何も考えずに取るものだから、積読タワーはあっけなく姿を消し、
床の肥やしになっていく。

もう買ったことも忘却の彼方に行くほどの過去に、
どこかの古書店で買った本だった。
買うだけで満足するのが本好きなのか、ただのぐうたらなのか。

それにしても雨音を聴きながらの読書はいい。

耳からの音と、ぺえじをめくる音のシンクロに酔いだした頃、
旧友がやってきた。

『おう、オマエが暇だと思ったから来てやったぞ、なんか出せ』
自分が暇で誰にも相手にされないと、決まってオレのところに来るのが
この男なのだが、腐れ縁も末期となれば怒る気も失せる。

『オマエ、大量の本に囲まれて幸せかもわからんが、
今は電子書籍だろ。床が抜ける前に捨てちまえよ。』

床にびぃ玉を転がせば本棚に向かって転がるのは事実だ。

「床が抜ける前に、オレはこの世からおさらばするからいいんだよ」

『ケッ、相変わらず古臭ぇなぁ』
そういいながら、ヤツはオレの横に座った。

私は本の世界に戻り、ぺえじをめくる。
私は夢中になると、目と脳以外の神経を遮断してしまう。
どのくらい時間が経ったのだろうか。

トイレに行こうと思い、本から目を離したときに
ヤツが来ていたのを思い出した。
ちょうどヤツは大欠伸をしていた。

「呑気なヤツだな」
トイレから出て、冷蔵庫の麦茶をコップに入れて
部屋に戻る。

『お〜やっと飲み物が出たか』
そういいながらヤツはぐいっと飲み干した。

窓から入る風が風鈴を揺らす。

読みかけの本を手に取り、本の世界に入る前に
社交辞令的に聞いてみた。
「ところで、なにしに来た?」

『ああ…』

ヤツは虚空に目を向けたまま、すこし沈思黙考していた。

『妹が亡くなってな。

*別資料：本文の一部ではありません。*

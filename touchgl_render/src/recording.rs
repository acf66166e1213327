// Copyright 2026 the touchgl Authors
// SPDX-License-Identifier: Apache-2.0 OR MIT

//! A [`GraphicsContext`] that records calls instead of issuing them.
//!
//! [`RecordingContext`] tracks the state a real context would (bound
//! framebuffer, viewport, enabled capabilities, depth mask) and logs every
//! call in order, so tests can assert on both the sequence and the result.
//! Errors are injected either immediately with
//! [`push_error`](RecordingContext::push_error) or latched by the next call
//! to a named entry point with [`fail_on`](RecordingContext::fail_on).

use alloc::collections::VecDeque;
use alloc::vec::Vec;

use touchgl_core::lifecycle::Viewport;

use crate::context::{BlendFactor, Capability, ClearMask, Color, GraphicsContext};
use crate::error::ErrorCode;
use crate::resource::{BlendState, FramebufferId, MeshHandle, ShaderHandle};

/// One recorded graphics call.
#[derive(Clone, Copy, Debug, PartialEq)]
pub enum GlCall {
    /// `glEnable`.
    Enable(Capability),
    /// `glDisable`.
    Disable(Capability),
    /// `glBlendFuncSeparate`.
    BlendFuncSeparate(BlendState),
    /// `glClearColor`.
    ClearColor(Color),
    /// `glDepthMask`.
    DepthMask(bool),
    /// `glClear`.
    Clear(ClearMask),
    /// `glBindFramebuffer`.
    BindFramebuffer(FramebufferId),
    /// `glViewport`.
    Viewport {
        /// Left edge.
        x: i32,
        /// Bottom edge.
        y: i32,
        /// Width.
        width: u32,
        /// Height.
        height: u32,
    },
    /// `glUseProgram`.
    UseProgram(ShaderHandle),
    /// Mesh draw.
    DrawMesh(MeshHandle),
}

impl GlCall {
    /// The GL entry point name, as used in error reports.
    #[must_use]
    pub const fn name(&self) -> &'static str {
        match self {
            Self::Enable(_) => "glEnable",
            Self::Disable(_) => "glDisable",
            Self::BlendFuncSeparate(_) => "glBlendFuncSeparate",
            Self::ClearColor(_) => "glClearColor",
            Self::DepthMask(_) => "glDepthMask",
            Self::Clear(_) => "glClear",
            Self::BindFramebuffer(_) => "glBindFramebuffer",
            Self::Viewport { .. } => "glViewport",
            Self::UseProgram(_) => "glUseProgram",
            Self::DrawMesh(_) => "glDrawElements",
        }
    }
}

/// State captured when a mesh was drawn.
#[derive(Clone, Copy, Debug, PartialEq, Eq)]
pub struct DrawRecord {
    /// The mesh drawn.
    pub mesh: MeshHandle,
    /// The program in use.
    pub program: Option<ShaderHandle>,
    /// The framebuffer bound.
    pub framebuffer: FramebufferId,
    /// The viewport size set.
    pub viewport: Option<Viewport>,
    /// Whether depth testing was on.
    pub depth_test: bool,
    /// Whether depth writes were on.
    pub depth_write: bool,
}

/// Records calls and tracks the resulting context state.
#[derive(Debug, Default)]
pub struct RecordingContext {
    calls: Vec<GlCall>,
    draws: Vec<DrawRecord>,
    pending: VecDeque<ErrorCode>,
    failures: Vec<(&'static str, ErrorCode)>,
    framebuffer: FramebufferId,
    viewport: Option<Viewport>,
    program: Option<ShaderHandle>,
    blend: bool,
    depth_test: bool,
    depth_write: bool,
}

impl RecordingContext {
    /// Creates a context in GL's initial state: default framebuffer bound,
    /// blending and depth test off, depth writes on.
    #[must_use]
    pub fn new() -> Self {
        Self {
            depth_write: true,
            ..Self::default()
        }
    }

    /// Latches `code` as if the last call had failed.
    pub fn push_error(&mut self, code: ErrorCode) {
        self.pending.push_back(code);
    }

    /// Latches `code` when `call` (e.g. `"glClear"`) is next issued.
    pub fn fail_on(&mut self, call: &'static str, code: ErrorCode) {
        self.failures.push((call, code));
    }

    /// Every call so far, oldest first.
    #[must_use]
    pub fn calls(&self) -> &[GlCall] {
        &self.calls
    }

    /// Returns and clears the call log.
    pub fn take_calls(&mut self) -> Vec<GlCall> {
        core::mem::take(&mut self.calls)
    }

    /// Every mesh draw so far.
    #[must_use]
    pub fn draws(&self) -> &[DrawRecord] {
        &self.draws
    }

    /// Currently bound framebuffer.
    #[must_use]
    pub fn bound_framebuffer(&self) -> FramebufferId {
        self.framebuffer
    }

    /// Last viewport set, if any.
    #[must_use]
    pub fn current_viewport(&self) -> Option<Viewport> {
        self.viewport
    }

    /// Whether `capability` is enabled.
    #[must_use]
    pub fn is_enabled(&self, capability: Capability) -> bool {
        match capability {
            Capability::Blend => self.blend,
            Capability::DepthTest => self.depth_test,
        }
    }

    /// Whether depth writes are on.
    #[must_use]
    pub fn depth_write(&self) -> bool {
        self.depth_write
    }

    fn record(&mut self, call: GlCall) {
        let name = call.name();
        if let Some(i) = self.failures.iter().position(|(n, _)| *n == name) {
            let (_, code) = self.failures.remove(i);
            self.pending.push_back(code);
        }
        self.calls.push(call);
    }

    fn set_capability(&mut self, capability: Capability, on: bool) {
        match capability {
            Capability::Blend => self.blend = on,
            Capability::DepthTest => self.depth_test = on,
        }
    }
}

impl GraphicsContext for RecordingContext {
    fn enable(&mut self, capability: Capability) {
        self.record(GlCall::Enable(capability));
        self.set_capability(capability, true);
    }

    fn disable(&mut self, capability: Capability) {
        self.record(GlCall::Disable(capability));
        self.set_capability(capability, false);
    }

    fn blend_func_separate(
        &mut self,
        src_rgb: BlendFactor,
        dst_rgb: BlendFactor,
        src_alpha: BlendFactor,
        dst_alpha: BlendFactor,
    ) {
        self.record(GlCall::BlendFuncSeparate(BlendState {
            src_rgb,
            dst_rgb,
            src_alpha,
            dst_alpha,
        }));
    }

    fn clear_color(&mut self, color: Color) {
        self.record(GlCall::ClearColor(color));
    }

    fn depth_mask(&mut self, write: bool) {
        self.record(GlCall::DepthMask(write));
        self.depth_write = write;
    }

    fn clear(&mut self, mask: ClearMask) {
        self.record(GlCall::Clear(mask));
    }

    fn bind_framebuffer(&mut self, id: FramebufferId) {
        self.record(GlCall::BindFramebuffer(id));
        self.framebuffer = id;
    }

    fn viewport(&mut self, x: i32, y: i32, width: u32, height: u32) {
        self.record(GlCall::Viewport {
            x,
            y,
            width,
            height,
        });
        self.viewport = Some(Viewport::new(width, height));
    }

    fn use_program(&mut self, program: ShaderHandle) {
        self.record(GlCall::UseProgram(program));
        self.program = Some(program);
    }

    fn draw_mesh(&mut self, mesh: MeshHandle) {
        self.record(GlCall::DrawMesh(mesh));
        self.draws.push(DrawRecord {
            mesh,
            program: self.program,
            framebuffer: self.framebuffer,
            viewport: self.viewport,
            depth_test: self.depth_test,
            depth_write: self.depth_write,
        });
    }

    fn get_error(&mut self) -> Option<ErrorCode> {
        self.pending.pop_front()
    }
}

』

私は五感を取り戻し、ヤツの横顔を見つめた。

『この世界の唯一の身内がよ、逝きやがったんだよ』

私は朧気な記憶を辿り、妹の存在を思い出す。
私が覚えているのは中学生くらいの頃の姿か。
妹さんはヤツと同居なので、年賀状のやり取り程度の繋がりは
あるのだが、もう随分と姿を見ることはなかった。
偶然出会ったとしてもわからなかったことだろう。

「そうか、それは辛かったな」
これが考えうる精一杯の言葉だった。

そしてふと思い出した。

ヤツは一昨年亡くなったじゃないか、と。

本を傍らに置き、ヤツの居た場所に目を向けると
ヤツは居なかった。

いや、確かにヤツはここにいたんだ。
不思議なことに、飲み干したはずの麦茶は残っていた。

チリンと風鈴が鳴った。

梅雨が明けたその日、ハガキが投函されていた。
ヤツの妹の喪中はがきだった。
身内は居ないと言っていたが、差出人の名字が違うので
親戚なのかもしれない。

妹さんは、ヤツの心残りだったんだろう。
そして予想よりも早く逝ってしまった事が
悔しかったのかもしれん。

最期に感情をぶつけに来てくれたんだな。

オレはまだしばらくこの世で足掻くから、
その間に妹孝行してやれよな。

喪中はがきを積読タワーの上に置き、
本棚の重さで床が傾くボロアパートを出る。

さ、図書館に行くか…。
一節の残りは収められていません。